Once on land, surrounded by crowds shouting at us in English and various native languages, we walked fifty meters along the filthy dock and entered the ramshackle customs building, an enormous shed. The heat was unbearable and the chaos indescribable. I found, not easily, my few pieces of luggage, and subjected myself to a tedious interrogation by a customs official. Free at last, I left the building and found myself on the street, in the middle of an uproar of porters, guides, and drivers. I managed to find a taxi, and it took me on a crazed drive to my hotel, the Taj Mahal.

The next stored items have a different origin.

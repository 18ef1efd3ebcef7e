use std::collections::HashSet;

use super::{ButtonState, InputEvent, Keyboard, Modifiers, MouseButton};

/// Aggregated input state of the window, updated by the runtime before events
/// are dispatched to the application.
#[derive(Debug, Default)]
pub struct InputState {
    pub keyboard: Keyboard,
    pub modifiers: Modifiers,
    pub focused: bool,
    /// Pointer position in logical pixels, `None` while outside the window.
    pub pointer: Option<(f32, f32)>,
    buttons_down: HashSet<MouseButton>,
}

impl InputState {
    pub fn new(accept_key_repeat: bool) -> Self {
        Self { keyboard: Keyboard::new(accept_key_repeat), ..Self::default() }
    }

    pub fn begin_frame(&mut self, frame: u64) {
        self.keyboard.begin_frame(frame);
    }

    pub fn apply(&mut self, event: &InputEvent) {
        match event {
            InputEvent::Key { modifiers, .. } => {
                self.modifiers = *modifiers;
                self.keyboard.event(event);
            }
            InputEvent::PointerMoved { x, y, modifiers } => {
                self.pointer = Some((*x, *y));
                self.modifiers = *modifiers;
            }
            InputEvent::PointerButton { button, state, x, y, modifiers } => {
                self.pointer = Some((*x, *y));
                self.modifiers = *modifiers;
                match state {
                    ButtonState::Pressed => self.buttons_down.insert(*button),
                    ButtonState::Released => self.buttons_down.remove(button),
                };
            }
            InputEvent::Wheel { modifiers, .. } => self.modifiers = *modifiers,
            InputEvent::ModifiersChanged(m) => self.modifiers = *m,
            InputEvent::PointerLeft => self.pointer = None,
            InputEvent::Focused(focused) => {
                self.focused = *focused;
                if !focused {
                    // Releases arriving while unfocused are never delivered.
                    self.keyboard.release_all();
                    self.buttons_down.clear();
                    self.modifiers = Modifiers::default();
                }
            }
        }
    }

    pub fn button_down(&self, button: MouseButton) -> bool {
        self.buttons_down.contains(&button)
    }
}

#[cfg(test)]
mod tests {
    use super::*;
    use crate::input::Key;

    fn press(button: MouseButton) -> InputEvent {
        InputEvent::PointerButton {
            button,
            state: ButtonState::Pressed,
            x: 10.0,
            y: 20.0,
            modifiers: Modifiers { shift: true, ..Modifiers::default() },
        }
    }

    #[test]
    fn tracks_buttons_pointer_and_modifiers() {
        let mut input = InputState::new(false);
        input.apply(&press(MouseButton::Left));

        assert!(input.button_down(MouseButton::Left));
        assert_eq!(input.pointer, Some((10.0, 20.0)));
        assert!(input.modifiers.shift);

        input.apply(&InputEvent::PointerLeft);
        assert_eq!(input.pointer, None);
    }

    #[test]
    fn focus_loss_clears_held_state() {
        let mut input = InputState::new(false);
        input.apply(&press(MouseButton::Right));
        input.apply(&InputEvent::Key {
            key: Key::Q,
            state: ButtonState::Pressed,
            modifiers: Modifiers::default(),
            repeat: false,
        });
        assert!(input.keyboard.down(Key::Q));

        input.apply(&InputEvent::Focused(false));
        assert!(!input.button_down(MouseButton::Right));
        assert!(!input.keyboard.down(Key::Q));
        assert!(!input.focused);
    }
}
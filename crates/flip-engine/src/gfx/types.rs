//! Resource ids and descriptors shared by every `Gfx` implementation.

use std::fmt;

macro_rules! gfx_id {
    ($(#[$meta:meta])* $name:ident) => {
        $(#[$meta])*
        #[derive(Copy, Clone, Eq, PartialEq, Hash, Default)]
        pub struct $name(pub u32);

        impl $name {
            /// Sentinel returned by failed creations and held by released handles.
            pub const INVALID: Self = Self(0);

            #[inline]
            pub const fn is_valid(self) -> bool {
                self.0 != 0
            }
        }

        impl fmt::Debug for $name {
            fn fmt(&self, f: &mut fmt::Formatter<'_>) -> fmt::Result {
                if self.is_valid() {
                    write!(f, "{}({})", stringify!($name), self.0)
                } else {
                    write!(f, "{}(invalid)", stringify!($name))
                }
            }
        }
    };
}

gfx_id!(
    /// Opaque GPU buffer id.
    BufferId
);
gfx_id!(
    /// Opaque GPU image (texture) id.
    ImageId
);
gfx_id!(
    /// Opaque sampler id.
    SamplerId
);
gfx_id!(
    /// Opaque shader id.
    ShaderId
);
gfx_id!(
    /// Opaque pipeline id.
    PipelineId
);

/// How a buffer's contents are expected to change.
#[derive(Debug, Copy, Clone, Eq, PartialEq, Hash, Default)]
pub enum BufferUsage {
    /// Written once at creation.
    Immutable,
    /// Rewritten every frame through appends.
    #[default]
    Stream,
}

#[derive(Debug, Clone, Default)]
pub struct BufferDesc {
    /// Capacity in bytes.
    pub size: u64,
    pub usage: BufferUsage,
    pub label: &'static str,
}

/// Straight RGBA8 pixel data, row-major, tightly packed.
#[derive(Debug, Clone)]
pub struct ImageDesc<'a> {
    pub width: u32,
    pub height: u32,
    pub pixels: &'a [u8],
    pub label: &'a str,
}

#[derive(Debug, Copy, Clone, Eq, PartialEq, Hash, Default)]
pub enum Filter {
    #[default]
    Nearest,
    Linear,
}

#[derive(Debug, Copy, Clone, Eq, PartialEq, Hash, Default)]
pub enum Wrap {
    #[default]
    Repeat,
    ClampToEdge,
    MirroredRepeat,
}

#[derive(Debug, Clone, Default)]
pub struct SamplerDesc {
    pub min_filter: Filter,
    pub mag_filter: Filter,
    pub wrap_u: Wrap,
    pub wrap_v: Wrap,
    pub label: &'static str,
}

/// WGSL shader with one uniform block (group 0) and one texture/sampler pair (group 1).
#[derive(Debug, Clone)]
pub struct ShaderDesc<'a> {
    pub source: &'a str,
    pub vertex_entry: &'a str,
    pub fragment_entry: &'a str,
    /// Size in bytes of the uniform block bound at group 0.
    pub uniform_size: u64,
    pub label: &'static str,
}

#[derive(Debug, Copy, Clone, Eq, PartialEq, Hash, Default)]
pub enum PrimitiveType {
    Points,
    Lines,
    LineStrip,
    #[default]
    Triangles,
    TriangleStrip,
}

#[derive(Debug, Copy, Clone, Eq, PartialEq, Hash, Default)]
pub enum CompareFunc {
    Never,
    Less,
    Equal,
    #[default]
    LessEqual,
    Greater,
    NotEqual,
    GreaterEqual,
    Always,
}

#[derive(Debug, Copy, Clone, Eq, PartialEq, Hash, Default)]
pub enum CullMode {
    None,
    Front,
    #[default]
    Back,
}

#[derive(Debug, Copy, Clone, Eq, PartialEq, Hash, Default)]
pub enum FaceWinding {
    #[default]
    Ccw,
    Cw,
}

#[derive(Debug, Copy, Clone, Eq, PartialEq, Hash)]
pub enum BlendFactor {
    Zero,
    One,
    SrcAlpha,
    OneMinusSrcAlpha,
}

#[derive(Debug, Copy, Clone, Eq, PartialEq, Hash)]
pub struct BlendState {
    pub src_factor: BlendFactor,
    pub dst_factor: BlendFactor,
}

impl BlendState {
    /// Standard non-premultiplied alpha blending.
    pub const ALPHA: Self = Self {
        src_factor: BlendFactor::SrcAlpha,
        dst_factor: BlendFactor::OneMinusSrcAlpha,
    };
}

#[derive(Debug, Copy, Clone, Eq, PartialEq, Hash)]
pub struct DepthState {
    pub write_enabled: bool,
    pub compare: CompareFunc,
}

#[derive(Debug, Copy, Clone, Eq, PartialEq, Hash)]
pub enum VertexFormat {
    Float2,
    Float3,
    Float4,
}

impl VertexFormat {
    pub const fn size(self) -> u64 {
        match self {
            VertexFormat::Float2 => 8,
            VertexFormat::Float3 => 12,
            VertexFormat::Float4 => 16,
        }
    }
}

/// Single interleaved vertex buffer layout; attribute locations follow slice order.
#[derive(Debug, Clone, Eq, PartialEq, Hash)]
pub struct VertexLayout {
    pub stride: u64,
    pub attributes: Vec<VertexFormat>,
}

#[derive(Debug, Clone)]
pub struct PipelineDesc {
    pub shader: ShaderId,
    pub layout: VertexLayout,
    pub primitive: PrimitiveType,
    pub cull_mode: CullMode,
    pub face_winding: FaceWinding,
    pub depth: DepthState,
    pub blend: Option<BlendState>,
    pub label: &'static str,
}

/// Vertex buffer + texture/sampler bound for the next draw.
#[derive(Debug, Copy, Clone, Eq, PartialEq, Default)]
pub struct Bindings {
    pub vertex_buffer: BufferId,
    pub vertex_buffer_offset: u64,
    pub image: ImageId,
    pub sampler: SamplerId,
}

/// Pass begin behavior.
#[derive(Debug, Copy, Clone, PartialEq)]
pub struct PassAction {
    /// `Some` clears color (and depth) to the given RGBA; `None` loads previous contents.
    pub clear_color: Option<[f32; 4]>,
}

impl Default for PassAction {
    fn default() -> Self {
        Self { clear_color: Some([0.1, 0.1, 0.1, 1.0]) }
    }
}
use thiserror::Error;

/// GPU layer failure.
///
/// Creation failures are fatal at initialization time; callers propagate them
/// up to the host, which aborts startup.
#[derive(Debug, Error)]
pub enum GfxError {
    #[error("failed to create {kind} `{label}`")]
    CreationFailed { kind: &'static str, label: String },
}

impl GfxError {
    pub(crate) fn creation(kind: &'static str, label: impl Into<String>) -> Self {
        Self::CreationFailed { kind, label: label.into() }
    }
}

If this book were a memoir and not an essay, I would devote pages to that hotel. It is real and chimerical, ostentatious and comfortable, vulgar and sublime. It is the English dream of India at the beginning of the century, an India populated by dark men with pointed mustaches and scimitars at their waists, by women with amber-colored skin, hair and eyebrows as black as crows' wings, and the huge eyes of lionesses in heat. Its elaborately ornamented archways, its unexpected nooks, its patios, terraces, and gardens are both enchanting and dizzying. It is a literary architecture, a serialized novel. Its passageways are the corridors of a lavish, sinister, and endless dream. A setting for a sentimental tale or a chronicle of depravity. But that Taj Mahal no longer exists: it has been modernized and degraded, as though it were a motel for tourists from the Midwest ... A bellboy in a turban and an immaculate white jacket took me to my room. It was tiny but agreeable. I put my things in the closet, bathed quickly, and put on a white shirt. I ran down the stairs and plunged into the streets. There, awaiting me, was an unimagined reality:
waves of heat; huge grey and red buildings, a Victorian London growing among palm trees and banyans like a recurrent nightmare, leprous walls, wide and beautiful avenues, huge unfamiliar trees, stinking alleyways,
torrents of cars, people coming and going, skeletal cows with no owners, beggars, creaking carts drawn by enervated oxen, rivers of bicycles,
a survivor of the British Raj, in a meticulous and threadbare white suit, with a black umbrella,
another beggar, four half-naked would-be saints daubed with paint, red betel stains on the sidewalk,
horn battles between a taxi and a dusty bus, more bicycles, more cows, another half-naked saint,
turning the corner, the apparition of a girl like a half-opened flower,
gusts of stench, decomposing matter, whiffs of pure and fresh perfumes,
stalls selling coconuts and slices of pineapple, ragged vagrants with no job and no luck, a gang of adolescents like an escaping herd of deer,
women in red, blue, yellow, deliriously colored saris, some solar, some nocturnal, dark-haired women with bracelets on their ankles and sandals made not for the burning asphalt but for fields,
public gardens overwhelmed by the heat, monkeys in cornices of the buildings, shit and jasmine, homeless boys,
a banyan, image of the rain as the cactus is the emblem of aridity, and, leaning against a wall, a stone daubed with red paint, at its feet a few faded flowers: the silhouette of the monkey god,
the laughter of a young girl, slender as a lily stalk, a leper sitting under the statue of an eminent Parsi,
in the doorway of a shack, watching everyone with indifference, an old man with a noble face,
a magnificent eucalyptus in the desolation of a garbage dump, an enormous billboard in an empty lot with a picture of a movie star: full moon over the sultan's terrace,
more decrepit walls, whitewashed walls covered with political slogans written in red and black letters I couldn't read,
the gold and black grillwork of a luxurious villa with a contemptuous inscription: EASY MONEY; more grilles even more luxurious, which allowed a glimpse of an exuberant garden; on the door, an inscription in gold on the black marble,
in the violently blue sky, in zigzags or in circles, the flights of seagulls or vultures, crows, crows, crows ...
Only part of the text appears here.